You should build more, but not too many.
Sunset
23-07-2004, 02:19
We prefer not to use prisons whenever possible - prisons don't provide any recompense to the victims. We also don't like the phrase 'debt to society'. That implies that the criminal has harmed this nebulous 'society'. They have taken someone's stuff, or killed someone, or harmed them in some way. That person deserves recompense and it's not the governments responsibility to give it. The criminal must make amends - either with his or her life, or by replacing the goods lost three times over. The government's responsibility is to make sure they make those amends and of course catch the criminal in the first place.
CharlotteMaria
23-07-2004, 16:46
Build more prisons. For criminals who commit a crime for a third time, execute them. The alternative is that criminals will have to be let out early due to prison overcrowding. Also, if you don't have the death penalty, repeat criminals will be costing society a lot of money.
Weyr
23-07-2004, 17:00
Where they work for society to pay their debts.

Allright, here's how Weyr does it . . .

Three crimes: Murder, theft, malicious manipulation.

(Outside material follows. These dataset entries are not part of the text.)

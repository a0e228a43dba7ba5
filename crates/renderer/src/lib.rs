//! wgpu rendering for the lunar phase viewer.

pub mod camera;
pub mod color;
pub mod frame;
pub mod mesh;
pub mod mosaic;
pub mod pipeline;
pub mod readback;
pub mod renderer;
pub mod texture;
pub mod vertex;

pub use camera::*;
pub use color::*;
pub use frame::*;
pub use mesh::*;
pub use mosaic::*;
pub use pipeline::*;
pub use readback::*;
pub use renderer::*;
pub use texture::*;
pub use vertex::*;
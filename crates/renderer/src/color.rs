//! Display-space vs linear color handling.
//!
//! Colors throughout the app are authored in display space (what ends up in
//! the 8-bit framebuffer). When the target format is sRGB the GPU encodes on
//! store, so display-space values are decoded to linear before output.

/// How shader output maps to stored framebuffer bytes.
#[derive(Debug, Clone, Copy, PartialEq, Eq)]
pub enum OutputEncoding {
    /// Target is sRGB: write linear, the GPU encodes.
    Srgb,
    /// Target stores values as written.
    Raw,
}

impl OutputEncoding {
    pub fn for_format(format: wgpu::TextureFormat) -> Self {
        if format.is_srgb() {
            OutputEncoding::Srgb
        } else {
            OutputEncoding::Raw
        }
    }

    /// Convert a display-space color to what the shader should output.
    pub fn encode(self, rgb: [f32; 3]) -> [f32; 3] {
        match self {
            OutputEncoding::Srgb => rgb.map(srgb_to_linear),
            OutputEncoding::Raw => rgb,
        }
    }

    /// Flag consumed by the moon shaders (1.0 = decode to linear before output).
    pub fn shader_flag(self) -> f32 {
        match self {
            OutputEncoding::Srgb => 1.0,
            OutputEncoding::Raw => 0.0,
        }
    }

    /// Clear color for a display-space gray level.
    pub fn clear_color(self, gray: f32) -> wgpu::Color {
        let [r, g, b] = self.encode([gray; 3]);
        wgpu::Color {
            r: r as f64,
            g: g as f64,
            b: b as f64,
            a: 1.0,
        }
    }
}

/// Matching format with the same sRGB-ness as `surface`, in RGBA8 layout for readback.
pub fn scene_format_for(surface: wgpu::TextureFormat) -> wgpu::TextureFormat {
    if surface.is_srgb() {
        wgpu::TextureFormat::Rgba8UnormSrgb
    } else {
        wgpu::TextureFormat::Rgba8Unorm
    }
}

/// sRGB transfer function, decode direction.
pub fn srgb_to_linear(c: f32) -> f32 {
    if c <= 0.04045 {
        c / 12.92
    } else {
        ((c + 0.055) / 1.055).powf(2.4)
    }
}

#[cfg(test)]
mod tests {
    use super::*;

    #[test]
    fn srgb_decode_endpoints() {
        assert_eq!(srgb_to_linear(0.0), 0.0);
        assert!((srgb_to_linear(1.0) - 1.0).abs() < 1e-6);
        assert!((srgb_to_linear(0.5) - 0.214).abs() < 1e-3);
    }

    #[test]
    fn encoding_follows_format() {
        let srgb = OutputEncoding::for_format(wgpu::TextureFormat::Bgra8UnormSrgb);
        let raw = OutputEncoding::for_format(wgpu::TextureFormat::Bgra8Unorm);
        assert_eq!(srgb, OutputEncoding::Srgb);
        assert_eq!(raw, OutputEncoding::Raw);
        assert_eq!(raw.encode([0.5, 0.25, 1.0]), [0.5, 0.25, 1.0]);
        assert!(srgb.encode([0.5; 3])[0] < 0.5);
        assert_eq!(scene_format_for(wgpu::TextureFormat::Bgra8UnormSrgb), wgpu::TextureFormat::Rgba8UnormSrgb);
        assert_eq!(scene_format_for(wgpu::TextureFormat::Bgra8Unorm), wgpu::TextureFormat::Rgba8Unorm);
    }
}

Murder = killing someone who has not attacked them first
Theft = stealing something, including ideas, items, etc
Malicious manipulation = manipulating someone with the intent of either causing harm to that person or to another person. For example: blackmailing someone to commit murder; or taunting someone to attack you so you can kill them.

Within 7 days of apprehension a jury that is elected from the area where the person was captured tries that person.

The court reviews all the evidence, hears the testimonies, etc. In general, the court simply gathers information.

At the end, the court issues a monetary fine based on:
-The damage done
-Cost of capturing the defendant
-Cost of trial

The person then has to repay the monetary fine.:
-Murder generally costs in the range of US$30,000 for old geezers who are unemployed to US$500mil for professional 24-year-old alchemists/mages. The price tag is a direct result of the function of the cost of raising/training the victim and the contribution he would make over a lifetime of work.
-Theft is the direct monetary cost of the items stolen that could not be returned.
-Malicious manipulation is the cost of the damages done by/to the person being manipulated. The person who was manipulated still has to pay for whatever crimes he was tricked/forced into doing.

Usually the government places the person onto the highest cost-product ratio job that he is capable of doing.

Cost-product ration is [the price of the product generated] over [the cost of generating that product].
Weyr
23-07-2004, 17:04
Repeat criminals:

The third time someone is captured, they are forced to work off their court fine. Afterwards. . .

-They get thaumaturgically and physically branded on either the forearm or the shoulder.
-Get a GPS tracker implanted directly into their brain. The device is engineered to directly interface with their central nervous system, such that removal will often cause major neural damage.
-Dumped on the other side of the planet

If they return, they get stopped at the border or at the airport/seaport.


If they get into Weyr, they get another fine that makes them repay the cost of capturing them, an then once again they get dumped on the other side of the world.
Destructo Killem
23-07-2004, 18:56
How can you ever have a lack of prisons? Jail cells can hold more than just one person you know. They actually can hold up to 50. And if all of your jail cells get filled up, just start executing people. Start with the most severe crimes and work your way down until you have room again.